Segment Start: SOURCE MATERIAL

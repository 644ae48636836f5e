//! Text commands understood in group chats.

use chrono::{DateTime, Utc};
use chrono_tz::Tz;
use std::sync::Arc;
use tracing::{info, warn};

use crate::tracker::database::{ActivityRecord, Database};
use crate::tracker::membership::MembershipSync;

const NOT_YET_SPOKEN: &str = "尚未發言";

#[derive(Debug, Clone, Copy, PartialEq, Eq)]
pub enum Command {
    /// 查詢不活躍
    QueryInactive,
    /// 初始化群組
    InitializeGroup,
    /// 檢查成員數
    CheckMemberCount,
    /// 檢查資料庫
    DumpDatabase,
}

impl Command {
    /// Exact match after trimming and lower-casing. Anything else is chatter.
    pub fn parse(text: &str) -> Option<Self> {
        match text.trim().to_lowercase().as_str() {
            "查詢不活躍" => Some(Command::QueryInactive),
            "初始化群組" => Some(Command::InitializeGroup),
            "檢查成員數" => Some(Command::CheckMemberCount),
            "檢查資料庫" => Some(Command::DumpDatabase),
            _ => None,
        }
    }
}

/// Knobs for the inactivity report.
#[derive(Debug, Clone)]
pub struct ReportSettings {
    /// Members quiet for longer than this are reported.
    pub inactive_threshold: chrono::Duration,
    /// Lines shown before the rest are summarized.
    pub max_entries: usize,
    /// A group with fewer tracked members than this is re-scanned first.
    pub heal_min_members: usize,
    /// Timezone dates are shown in.
    pub timezone: Tz,
}

impl Default for ReportSettings {
    fn default() -> Self {
        Self {
            inactive_threshold: chrono::Duration::days(30),
            max_entries: 10,
            heal_min_members: 2,
            timezone: chrono_tz::Asia::Taipei,
        }
    }
}

pub struct CommandProcessor {
    database: Arc<Database>,
    membership: Arc<MembershipSync>,
    settings: ReportSettings,
}

impl CommandProcessor {
    pub fn new(database: Arc<Database>, membership: Arc<MembershipSync>, settings: ReportSettings) -> Self {
        Self { database, membership, settings }
    }

    /// Reply for `text`, if it is a command and makes sense here.
    ///
    /// `group_id` is `None` outside group chats; every command needs a group.
    /// `sender_known` says whether the sender was tracked before this message.
    pub async fn process(&self, text: &str, group_id: Option<&str>, sender_known: bool) -> Option<String> {
        let command = Command::parse(text)?;
        let Some(group_id) = group_id else {
            info!("Ignoring {:?} outside a group", command);
            return None;
        };
        info!("⌨️ {:?} in {}", command, group_id);

        let reply = match command {
            Command::QueryInactive => self.query_inactive(group_id, sender_known).await,
            Command::InitializeGroup => {
                let n = self.membership.initialize_group(group_id).await;
                Ok(format!("已初始化群組，共記錄 {n} 位成員。"))
            }
            Command::CheckMemberCount => self
                .database
                .count(group_id)
                .map(|n| format!("目前記錄的成員數：{n}")),
            Command::DumpDatabase => self.dump(group_id).await,
        };

        match reply {
            Ok(text) => Some(text),
            Err(e) => {
                warn!("{:?} failed in {}: {}", command, group_id, e);
                None
            }
        }
    }

    async fn query_inactive(&self, group_id: &str, sender_known: bool) -> rusqlite::Result<String> {
        let tracked = self.database.count(group_id)?;
        if !sender_known || tracked < self.settings.heal_min_members {
            info!(
                "Group {} looks incomplete (sender known: {}, tracked: {}), re-scanning",
                group_id, sender_known, tracked
            );
            self.membership.initialize_group(group_id).await;
        }

        let cutoff = Utc::now() - self.settings.inactive_threshold;
        let inactive = self.database.inactive_since(group_id, cutoff)?;
        if inactive.is_empty() {
            let count = self.database.count(group_id)?;
            return Ok(format!("沒有發現不活躍的成員。（目前記錄 {count} 位成員）"));
        }

        Ok(self.render_inactive(&inactive))
    }

    fn render_inactive(&self, inactive: &[ActivityRecord]) -> String {
        let mut lines: Vec<String> = inactive
            .iter()
            .take(self.settings.max_entries)
            .map(|r| match r.last_active {
                Some(ts) => format!(
                    "{}（最後發言：{}）",
                    r.display_name,
                    format_date(ts, self.settings.timezone)
                ),
                None => format!("{}（{}）", r.display_name, NOT_YET_SPOKEN),
            })
            .collect();

        let hidden = inactive.len().saturating_sub(self.settings.max_entries);
        if hidden > 0 {
            lines.push(format!("…還有 {hidden} 位"));
        }
        lines.join("\n")
    }

    async fn dump(&self, group_id: &str) -> rusqlite::Result<String> {
        let records = self.database.list_with_ids(group_id)?;
        if records.is_empty() {
            let n = self.membership.initialize_group(group_id).await;
            return Ok(format!("資料庫為空，已重新初始化，共記錄 {n} 位成員。"));
        }

        let mut lines = vec![format!("共 {} 筆記錄：", records.len())];
        lines.extend(records.iter().map(|r| {
            let seen = r
                .last_active
                .map(|ts| format_timestamp(ts, self.settings.timezone))
                .unwrap_or_else(|| NOT_YET_SPOKEN.to_string());
            format!("{} | {} | {}", r.display_name, r.user_id, seen)
        }));
        Ok(lines.join("\n"))
    }
}

fn format_date(ts: DateTime<Utc>, tz: Tz) -> String {
    ts.with_timezone(&tz).format("%Y-%m-%d").to_string()
}

fn format_timestamp(ts: DateTime<Utc>, tz: Tz) -> String {
    ts.with_timezone(&tz).format("%Y-%m-%d %H:%M").to_string()
}

#[cfg(test)]
mod tests {
    use super::*;
    use crate::tracker::fake::FakePlatform;
    use crate::tracker::membership::SyncPolicy;
    use crate::tracker::profile::ProfileResolver;
    use chrono::{Duration, TimeZone};

    fn processor_with(fake: FakePlatform, settings: ReportSettings) -> (CommandProcessor, Arc<Database>) {
        let fake = Arc::new(fake);
        let db = Arc::new(Database::open_in_memory().unwrap());
        let resolver = Arc::new(ProfileResolver::new(fake.clone()));
        let policy = SyncPolicy {
            attempts: 1,
            backoff: std::time::Duration::ZERO,
            fetch_delay: std::time::Duration::ZERO,
        };
        let membership = Arc::new(MembershipSync::new(db.clone(), fake, resolver, None, policy));
        (CommandProcessor::new(db.clone(), membership, settings), db)
    }

    fn processor() -> (CommandProcessor, Arc<Database>) {
        processor_with(FakePlatform::new(), ReportSettings::default())
    }

    #[test]
    fn test_parse_commands() {
        assert_eq!(Command::parse("查詢不活躍"), Some(Command::QueryInactive));
        assert_eq!(Command::parse("  初始化群組\n"), Some(Command::InitializeGroup));
        assert_eq!(Command::parse("檢查成員數"), Some(Command::CheckMemberCount));
        assert_eq!(Command::parse("檢查資料庫"), Some(Command::DumpDatabase));
        assert_eq!(Command::parse("查詢不活躍 please"), None);
        assert_eq!(Command::parse("hello"), None);
        assert_eq!(Command::parse(""), None);
    }

    #[test]
    fn test_format_date_uses_timezone() {
        let ts = Utc.with_ymd_and_hms(2024, 1, 15, 20, 0, 0).unwrap();
        assert_eq!(format_date(ts, chrono_tz::Asia::Taipei), "2024-01-16");
        assert_eq!(format_date(ts, chrono_tz::UTC), "2024-01-15");
    }

    #[tokio::test]
    async fn test_inactive_report_lists_quiet_and_silent() {
        let settings = ReportSettings {
            inactive_threshold: Duration::hours(1),
            ..ReportSettings::default()
        };
        let (processor, db) = processor_with(FakePlatform::new(), settings);
        let now = Utc::now();
        db.upsert_at("A", Some("G"), "alice", Some(now - Duration::hours(2))).unwrap();
        db.upsert_at("B", Some("G"), "bob", None).unwrap();
        db.upsert_at("C", Some("G"), "carol", Some(now)).unwrap();

        let reply = processor.process("查詢不活躍", Some("G"), true).await.unwrap();
        let lines: Vec<&str> = reply.lines().collect();
        assert_eq!(lines.len(), 2);
        assert_eq!(lines[0], "bob（尚未發言）");
        assert!(lines[1].starts_with("alice（最後發言："));
        assert!(!reply.contains("carol"));
    }

    #[tokio::test]
    async fn test_inactive_report_truncates() {
        let (processor, db) = processor();
        for i in 0..12 {
            db.upsert_at(&format!("U{i:02}"), Some("G"), &format!("user{i:02}"), None).unwrap();
        }

        let reply = processor.process("查詢不活躍", Some("G"), true).await.unwrap();
        let lines: Vec<&str> = reply.lines().collect();
        assert_eq!(lines.len(), 11);
        assert_eq!(lines[10], "…還有 2 位");
    }

    #[tokio::test]
    async fn test_inactive_report_none_found() {
        let (processor, db) = processor();
        db.upsert("A", Some("G"), "alice", true).unwrap();
        db.upsert("B", Some("G"), "bob", true).unwrap();

        let reply = processor.process("查詢不活躍", Some("G"), true).await.unwrap();
        assert_eq!(reply, "沒有發現不活躍的成員。（目前記錄 2 位成員）");
    }

    #[tokio::test]
    async fn test_inactive_report_heals_unknown_sender() {
        let fake = FakePlatform::new()
            .with_member("G", "A", "alice")
            .with_member("G", "B", "bob")
            .with_member("G", "C", "carol");
        let (processor, db) = processor_with(fake, ReportSettings::default());
        db.upsert("A", Some("G"), "alice", true).unwrap();
        db.upsert("B", Some("G"), "bob", true).unwrap();

        let reply = processor.process("查詢不活躍", Some("G"), false).await.unwrap();
        assert_eq!(reply, "carol（尚未發言）");
        assert_eq!(db.count("G").unwrap(), 3);
    }

    #[tokio::test]
    async fn test_inactive_report_heals_small_group() {
        let fake = FakePlatform::new()
            .with_member("G", "A", "alice")
            .with_member("G", "B", "bob");
        let (processor, db) = processor_with(fake, ReportSettings::default());
        db.upsert("A", Some("G"), "alice", true).unwrap();

        let reply = processor.process("查詢不活躍", Some("G"), true).await.unwrap();
        assert_eq!(reply, "bob（尚未發言）");
    }

    #[tokio::test]
    async fn test_initialize_and_count() {
        let fake = FakePlatform::new()
            .with_member("G", "A", "alice")
            .with_member("G", "B", "bob");
        let (processor, _db) = processor_with(fake, ReportSettings::default());

        let reply = processor.process("初始化群組", Some("G"), true).await.unwrap();
        assert_eq!(reply, "已初始化群組，共記錄 2 位成員。");

        let reply = processor.process("檢查成員數", Some("G"), true).await.unwrap();
        assert_eq!(reply, "目前記錄的成員數：2");
    }

    #[tokio::test]
    async fn test_dump_lists_records() {
        let (processor, db) = processor();
        db.upsert("U1", Some("G"), "alice", false).unwrap();
        db.upsert_at("U2", Some("G"), "bob", Some(Utc.with_ymd_and_hms(2024, 3, 1, 0, 30, 0).unwrap()))
            .unwrap();

        let reply = processor.process("檢查資料庫", Some("G"), true).await.unwrap();
        assert_eq!(
            reply,
            "共 2 筆記錄：\nalice | U1 | 尚未發言\nbob | U2 | 2024-03-01 08:30"
        );
    }

    #[tokio::test]
    async fn test_dump_empty_initializes() {
        let fake = FakePlatform::new().with_member("G", "A", "alice");
        let (processor, db) = processor_with(fake, ReportSettings::default());

        let reply = processor.process("檢查資料庫", Some("G"), true).await.unwrap();
        assert_eq!(reply, "資料庫為空，已重新初始化，共記錄 1 位成員。");
        assert!(db.exists("A", Some("G")).unwrap());
    }

    #[tokio::test]
    async fn test_ignored_outside_group_or_unknown_text() {
        let (processor, _db) = processor();
        assert_eq!(processor.process("檢查成員數", None, true).await, None);
        assert_eq!(processor.process("good morning", Some("G"), true).await, None);
    }
}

Segment End: SOURCE MATERIAL

_TASK DIRECTIONS_: Wherever the word "CommandProcessor" occurs in the data, copy that whole line.

_OUTPUT FOR THIS EXERCISE_:
pub struct CommandProcessor {
impl CommandProcessor {
    fn processor_with(fake: FakePlatform, settings: ReportSettings) -> (CommandProcessor, Arc<Database>) {
        (CommandProcessor::new(db.clone(), membership, settings), db)
    fn processor() -> (CommandProcessor, Arc<Database>) {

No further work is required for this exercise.